# Input for this task:
use std::time::Duration;

use anyhow::{Context, Result};
use reqwest::{Client, RequestBuilder};
use serde::de::DeserializeOwned;
use serde::Serialize;

use crate::device_sync::ServiceError;

const DEFAULT_TIMEOUT: Duration = Duration::from_secs(30);

#[derive(Debug, Clone)]
pub struct ApiClient {
    http: Client,
    base_url: String,
    api_key: Option<String>,
}

impl ApiClient {
    pub fn new(base_url: &str, api_key: Option<&str>) -> Result<Self> {
        let http = Client::builder()
            .timeout(DEFAULT_TIMEOUT)
            .user_agent(concat!("devsync/", env!("CARGO_PKG_VERSION")))
            .build()
            .context("failed to build HTTP client")?;
        Ok(Self {
            http,
            base_url: base_url.trim_end_matches('/').to_string(),
            api_key: api_key
                .map(str::trim)
                .filter(|key| !key.is_empty())
                .map(str::to_string),
        })
    }

    pub fn url(&self, path: &str) -> String {
        format!("{}{}", self.base_url, path)
    }

    pub async fn get<T: DeserializeOwned>(&self, path: &str) -> Result<T, ServiceError> {
        let url = self.url(path);
        self.send(self.http.get(&url), url).await
    }

    /// GET with a per-request deadline tighter than the client default.
    pub async fn get_within<T: DeserializeOwned>(
        &self,
        path: &str,
        timeout: Duration,
    ) -> Result<T, ServiceError> {
        let url = self.url(path);
        self.send(self.http.get(&url).timeout(timeout), url).await
    }

    pub async fn post<B: Serialize + ?Sized, T: DeserializeOwned>(
        &self,
        path: &str,
        body: &B,
    ) -> Result<T, ServiceError> {
        let url = self.url(path);
        self.send(self.http.post(&url).json(body), url).await
    }

    pub async fn delete<T: DeserializeOwned>(&self, path: &str) -> Result<T, ServiceError> {
        let url = self.url(path);
        self.send(self.http.delete(&url), url).await
    }

    async fn send<T: DeserializeOwned>(
        &self,
        mut request: RequestBuilder,
        url: String,
    ) -> Result<T, ServiceError> {
        if let Some(api_key) = &self.api_key {
            request = request.bearer_auth(api_key);
        }

        let response = match request.send().await {
            Ok(response) => response,
            Err(source) => return Err(ServiceError::Transport { url, source }),
        };
        let status = response.status();
        let body = match response.text().await {
            Ok(body) => body,
            Err(source) => return Err(ServiceError::Transport { url, source }),
        };

        if !status.is_success() {
            return Err(ServiceError::Status {
                url,
                status: status.as_u16(),
                body,
            });
        }

        // Some command endpoints answer with an empty body.
        let text = if body.trim().is_empty() {
            "null"
        } else {
            body.as_str()
        };
        serde_json::from_str(text).map_err(|source| ServiceError::Decode { url, source })
    }
}
mod pager;
mod spinner;
mod status;
mod table;

pub use pager::print_with_pager;
pub use spinner::with_spinner;
pub use status::{print_command_status, CommandStatus, ConsoleNotifier};
pub use table::{apply_column_padding, header, styled_table, truncate};

pub fn is_interactive() -> bool {
    use std::io::IsTerminal;
    std::io::stdin().is_terminal() && std::io::stderr().is_terminal()
}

# Assigned task:
The answer must consist of every line from the records above that holds "post".

# Completed task:
    pub async fn post<B: Serialize + ?Sized, T: DeserializeOwned>(
        self.send(self.http.post(&url).json(body), url).await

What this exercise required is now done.